+++ Data for this task

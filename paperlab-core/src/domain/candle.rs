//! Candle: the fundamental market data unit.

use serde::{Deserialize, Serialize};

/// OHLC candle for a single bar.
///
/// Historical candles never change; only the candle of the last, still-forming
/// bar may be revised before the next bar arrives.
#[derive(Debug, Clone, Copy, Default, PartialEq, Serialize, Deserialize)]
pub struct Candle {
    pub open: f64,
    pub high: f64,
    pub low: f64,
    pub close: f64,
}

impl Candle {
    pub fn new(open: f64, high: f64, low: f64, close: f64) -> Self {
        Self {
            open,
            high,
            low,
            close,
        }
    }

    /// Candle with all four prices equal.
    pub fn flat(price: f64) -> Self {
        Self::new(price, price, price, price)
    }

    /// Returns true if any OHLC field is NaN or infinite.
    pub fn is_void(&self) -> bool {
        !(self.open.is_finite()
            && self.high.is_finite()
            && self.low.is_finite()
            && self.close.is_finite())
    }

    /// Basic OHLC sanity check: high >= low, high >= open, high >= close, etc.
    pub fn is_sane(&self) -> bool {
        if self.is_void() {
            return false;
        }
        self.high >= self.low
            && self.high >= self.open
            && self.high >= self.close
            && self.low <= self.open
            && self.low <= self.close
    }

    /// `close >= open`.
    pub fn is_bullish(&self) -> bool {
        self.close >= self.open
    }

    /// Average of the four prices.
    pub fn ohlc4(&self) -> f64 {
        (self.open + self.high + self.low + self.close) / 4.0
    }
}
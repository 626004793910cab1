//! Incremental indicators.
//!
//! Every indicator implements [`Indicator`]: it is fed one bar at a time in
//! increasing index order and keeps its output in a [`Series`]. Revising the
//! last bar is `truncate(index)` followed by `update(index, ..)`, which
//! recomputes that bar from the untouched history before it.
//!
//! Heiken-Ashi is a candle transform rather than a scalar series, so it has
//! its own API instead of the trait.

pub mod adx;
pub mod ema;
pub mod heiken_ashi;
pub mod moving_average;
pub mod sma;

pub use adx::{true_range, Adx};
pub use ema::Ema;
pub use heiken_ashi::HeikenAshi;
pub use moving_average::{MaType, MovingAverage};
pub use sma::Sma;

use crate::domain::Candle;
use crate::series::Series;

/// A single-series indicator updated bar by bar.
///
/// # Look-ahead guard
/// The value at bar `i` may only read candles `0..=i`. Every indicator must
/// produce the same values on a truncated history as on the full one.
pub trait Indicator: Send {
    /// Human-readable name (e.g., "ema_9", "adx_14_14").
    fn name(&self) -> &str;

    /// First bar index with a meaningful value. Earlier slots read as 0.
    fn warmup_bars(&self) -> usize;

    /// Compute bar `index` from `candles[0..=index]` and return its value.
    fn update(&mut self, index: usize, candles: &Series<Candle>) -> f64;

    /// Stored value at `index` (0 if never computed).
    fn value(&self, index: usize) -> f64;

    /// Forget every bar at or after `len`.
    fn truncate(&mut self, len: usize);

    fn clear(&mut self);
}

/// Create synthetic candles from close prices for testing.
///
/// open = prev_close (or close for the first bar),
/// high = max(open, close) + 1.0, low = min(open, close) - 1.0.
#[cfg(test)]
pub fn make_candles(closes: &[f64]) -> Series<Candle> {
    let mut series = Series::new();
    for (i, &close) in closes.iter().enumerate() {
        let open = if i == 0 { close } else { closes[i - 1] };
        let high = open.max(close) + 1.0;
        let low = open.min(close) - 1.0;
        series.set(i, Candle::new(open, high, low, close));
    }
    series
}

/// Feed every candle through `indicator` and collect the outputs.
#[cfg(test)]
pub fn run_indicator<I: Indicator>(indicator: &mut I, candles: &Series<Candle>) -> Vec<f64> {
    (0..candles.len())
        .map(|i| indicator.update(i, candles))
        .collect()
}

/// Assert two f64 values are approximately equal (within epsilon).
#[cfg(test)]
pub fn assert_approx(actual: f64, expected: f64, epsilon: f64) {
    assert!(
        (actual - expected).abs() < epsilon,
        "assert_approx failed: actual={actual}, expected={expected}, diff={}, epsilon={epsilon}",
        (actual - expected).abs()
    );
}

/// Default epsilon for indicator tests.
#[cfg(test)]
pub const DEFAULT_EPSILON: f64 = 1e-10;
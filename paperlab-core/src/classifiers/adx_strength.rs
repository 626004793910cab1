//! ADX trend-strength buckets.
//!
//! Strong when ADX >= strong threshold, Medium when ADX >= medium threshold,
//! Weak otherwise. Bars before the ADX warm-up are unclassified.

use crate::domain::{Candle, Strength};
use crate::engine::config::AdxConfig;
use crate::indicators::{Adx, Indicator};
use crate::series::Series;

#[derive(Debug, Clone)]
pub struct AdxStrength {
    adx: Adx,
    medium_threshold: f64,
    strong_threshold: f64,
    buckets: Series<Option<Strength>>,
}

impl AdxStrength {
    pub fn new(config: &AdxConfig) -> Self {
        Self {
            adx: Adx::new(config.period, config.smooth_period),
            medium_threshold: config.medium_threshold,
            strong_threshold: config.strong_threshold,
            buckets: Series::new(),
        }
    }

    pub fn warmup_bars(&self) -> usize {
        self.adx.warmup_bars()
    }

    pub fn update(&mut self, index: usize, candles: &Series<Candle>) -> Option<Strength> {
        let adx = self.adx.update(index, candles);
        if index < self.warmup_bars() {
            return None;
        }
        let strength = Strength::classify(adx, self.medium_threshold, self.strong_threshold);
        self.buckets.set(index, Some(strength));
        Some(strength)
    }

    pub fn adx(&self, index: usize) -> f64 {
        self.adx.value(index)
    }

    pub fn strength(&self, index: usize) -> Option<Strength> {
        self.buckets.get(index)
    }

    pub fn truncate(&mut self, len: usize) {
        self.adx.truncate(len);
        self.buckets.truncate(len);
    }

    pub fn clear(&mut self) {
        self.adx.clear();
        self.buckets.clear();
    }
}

++++++

**What you have to do**
Using the records above, report each line that contains the word "struct" by copying it.

**Output for this task**
pub struct Candle {
pub struct AdxStrength {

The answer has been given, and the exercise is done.